Might the killer enjoy this spectacle if he could watch it on TV? He may be a destroyer of women, but his victims were regular, human-style women: a concerned mother trying to connect with her daughter on a road trip in nature — the trip that delivered them into the hands of the killer. You picture the mother reading Reviving Ophelia the night before they left, frowning slightly as she thinks of the teenage boy years ago who fucked her mouth and then took her to dinner at Pizza Hut, thinks also of her daughter's coed sleepover last week. Getting out of bed to use the bathroom with only the hall light on, peeing in gentle darkness, remembering: Grown-up pee used to smell so bad to her, and now the smell is just another welcome personal issue of her hardworking body, tough and fleshy in middle age, safe under her old flowered gown. The daughter is awake, too, and reading Wuthering Heights. She is thirteen, and she is irritated that the author has such sympathy for Heathcliff who abuses his wife and child. What does it mean that he is capable of such passionate love? Is this realistic, or were people just dumber and more romantic back then? She doesn't think that the mean people she knows are the most passionate; they just want to laugh at everything. But then she remembers that she laughed when a boy in class played a joke on an ugly girl and made her cry. Sighing, she puts the book down and lies on her back, her arm thrown luxuriantly over her head. On the ceiling, there are the beautiful shadows of slim branches and leaves. She does not really want to take this trip with her mother. Her mother tries so hard to help her and to protect her, and she finds this embarrassing. It makes her want to protect her mother, and that feeling is uncomfortable, too. She rolls on her side and picks up the book again.
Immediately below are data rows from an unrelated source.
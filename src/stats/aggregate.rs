use super::normalize::normalize;
use crate::committer::TeamRoster;
use crate::error::Result;
use crate::git::{Repository, RevisionRange};
use crate::model::{BranchOutcome, BranchRange, BranchResult, CommitRecord, RepositoryResult};
use crate::tracker::find_references;
use tracing::{debug, info, warn};

/// Aggregates one branch range into `result` under `range.name`.
///
/// A branch that cannot be checked out is recorded as an error entry and is
/// not an error of this function. Errors while walking commits propagate;
/// nothing is recorded for the range in that case.
pub fn iter_commits<R: Repository + ?Sized>(
    repo: &mut R,
    roster: &TeamRoster,
    result: &mut RepositoryResult,
    range: &BranchRange,
) -> Result<()> {
    if let Err(e) = repo.switch_to(&range.branch) {
        warn!(
            "{}: cannot check out '{}' for {}: {e}",
            repo.workdir().display(),
            range.branch,
            range.name
        );
        insert(result, &range.name, BranchOutcome::error(e));
        return Ok(());
    }

    let revisions = RevisionRange::from_bounds(&range.start, &range.end);
    debug!("Walking {} of {} as {}", revisions, range.branch, range.name);

    let mut branch = BranchResult::new(range);
    let commits = repo.commits(&revisions)?;
    for commit in &commits {
        accumulate(&mut branch, roster, commit);
    }
    branch.commits = commits.len() as u64;

    info!("{}: {} commits", range.name, branch.commits);
    insert(result, &range.name, BranchOutcome::Stats(Box::new(branch)));
    Ok(())
}

/// Adds one commit to a branch: diff totals, committer, tracker references
/// found in the summary and in the full message.
pub fn accumulate(branch: &mut BranchResult, roster: &TeamRoster, commit: &CommitRecord) {
    branch.add_stats(&commit.stats);
    branch.record_committer(roster.classify(&commit.committer_name, &commit.committer_email));
    for text in [&commit.summary, &commit.message] {
        for reference in find_references(text) {
            branch.trackers.push(reference);
        }
    }
}

/// Walks every range in order and returns the normalized result. A failing
/// walk only marks its own range as failed.
pub fn analyze_branches<R: Repository + ?Sized>(
    repo: &mut R,
    roster: &TeamRoster,
    ranges: &[BranchRange],
) -> RepositoryResult {
    let mut result = RepositoryResult::new();
    for range in ranges {
        if let Err(e) = iter_commits(repo, roster, &mut result, range) {
            warn!(
                "{}: walking '{}' for {} failed: {e}",
                repo.workdir().display(),
                range.branch,
                range.name
            );
            insert(&mut result, &range.name, BranchOutcome::error(e));
        }
    }
    normalize(&mut result);
    result
}

fn insert(result: &mut RepositoryResult, name: &str, outcome: BranchOutcome) {
    if result.insert(name.to_string(), outcome).is_some() {
        warn!("Branch entry '{name}' appears more than once, keeping the last one");
    }
}
use super::{TrackerKind, TrackerRef};
use regex::Regex;
use std::sync::LazyLock;

static BUGZILLA_RE: LazyLock<Regex> = LazyLock::new(|| {
    Regex::new(r"(?i)\b(?:bsc|bnc|boo)\s?#(\d{2,9})").expect("valid regex literal")
});

/// `bnc` and `boo` are older names of the same tracker and are reported as `bsc`.
pub fn bugs(text: &str) -> Vec<TrackerRef> {
    BUGZILLA_RE
        .captures_iter(text)
        .map(|c| TrackerRef::new(TrackerKind::Bugzilla, &c[1]))
        .collect()
}
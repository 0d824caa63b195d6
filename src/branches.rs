use crate::model::BranchRange;
use tracing::warn;

/// Parses a branch specification, one `NAME [BRANCH] [[START]..[END]]` entry
/// per line.
///
/// A missing branch falls back to `default_branch`. A range token without
/// `..` only sets the start. Lines starting with `#` or `;` are comments.
/// Entries are returned in input order, duplicates included.
pub fn resolve(spec: Option<&str>, default_branch: &str) -> Vec<BranchRange> {
    let Some(spec) = spec else {
        return Vec::new();
    };

    spec.lines()
        .map(str::trim)
        .filter(|line| !line.is_empty() && !line.starts_with('#') && !line.starts_with(';'))
        .map(|line| parse_line(line, default_branch))
        .collect()
}

fn parse_line(line: &str, default_branch: &str) -> BranchRange {
    let tokens: Vec<&str> = line.split_whitespace().collect();
    if tokens.len() > 3 {
        warn!("Ignoring extra fields in branch entry '{line}'");
    }

    match tokens.as_slice() {
        [name] => BranchRange::new(name, default_branch, "", ""),
        [name, range] if range.contains("..") => {
            let (start, end) = split_range(range);
            BranchRange::new(name, default_branch, start, end)
        }
        [name, branch] => BranchRange::new(name, branch, "", ""),
        [name, branch, range, ..] => {
            let (start, end) = split_range(range);
            BranchRange::new(name, branch, start, end)
        }
        // `line` is trimmed and non-empty, so there is at least one token
        [] => BranchRange::new(line, default_branch, "", ""),
    }
}

fn split_range(token: &str) -> (&str, &str) {
    token.split_once("..").unwrap_or((token, ""))
}
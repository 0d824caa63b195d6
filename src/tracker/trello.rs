use super::{TrackerKind, TrackerRef};
use regex::Regex;
use std::sync::LazyLock;

// Board links (https://trello.com/b/...) never match; only cards do.
static TRELLO_RE: LazyLock<Regex> = LazyLock::new(|| {
    Regex::new(r"(?i)\btrello\s?#(\d+|[a-z0-9]{8})\b|https://trello\.com/c/([a-z0-9]+)")
        .expect("valid regex literal")
});

/// Finds `trello#123` references and card links; `https://trello.com/c/123/title`
/// yields `123`.
pub fn cards(text: &str) -> Vec<TrackerRef> {
    TRELLO_RE
        .captures_iter(text)
        .filter_map(|c| c.get(1).or_else(|| c.get(2)))
        .map(|m| TrackerRef::new(TrackerKind::Trello, m.as_str()))
        .collect()
}
use super::{TrackerKind, TrackerRef};
use regex::Regex;
use std::sync::LazyLock;

static FATE_RE: LazyLock<Regex> = LazyLock::new(|| {
    Regex::new(r"(?i)(?:\bfate\s?#|https://fate\.[\w.-]+/)(\d+)").expect("valid regex literal")
});

/// Finds `fate#123` style references as well as `https://fate.<domain>/123` links.
pub fn features(text: &str) -> Vec<TrackerRef> {
    FATE_RE
        .captures_iter(text)
        .map(|c| TrackerRef::new(TrackerKind::Fate, &c[1]))
        .collect()
}

#[cfg(test)]
mod tests {
    use super::*;
    use pretty_assertions::assert_eq;

    fn ids(text: &str) -> Vec<String> {
        features(text).into_iter().map(|r| r.id).collect()
    }

    #[test]
    fn keyword_forms() {
        assert_eq!(ids("fate#123"), vec!["123"]);
        assert_eq!(ids("Fate#12345"), vec!["12345"]);
        assert_eq!(ids("FATE#12345"), vec!["12345"]);
        assert_eq!(
            ids("see fate#123, Fate #345, and FATE#5678"),
            vec!["123", "345", "5678"]
        );
    }

    #[test]
    fn url_form() {
        assert_eq!(
            ids("Fix fate#123 and https://fate.suse.com/3456"),
            vec!["123", "3456"]
        );
    }

    #[test]
    fn nothing_to_find() {
        assert!(ids("the quick brown fox").is_empty());
        assert!(ids("fate is #1").is_empty());
    }
}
Thought and feeling, flesh and electricity, ordinary yet complex personalities, the like of which the killer had found impossible to maintain inside himself from the moment of his birth — and yet which he could erase with the strange, compulsive pleasure of an autistic child banging his head on the wall. You picture him as a little boy alone in an empty room, head subtly inclined, as if he is listening intently for a special sound. In the top drawer of his dresser, there are rows of embalmed mice stacked neatly atop one another. At age twelve, he has killed many animals besides mice, but he embalms only the mice because uniformity satisfies him. He likes embalming because it is clean, methodical, and permanent. He likes his mind to be uniform and inflexible as a grid. Below the grid is like the life of animals — sensate and unbearably deep.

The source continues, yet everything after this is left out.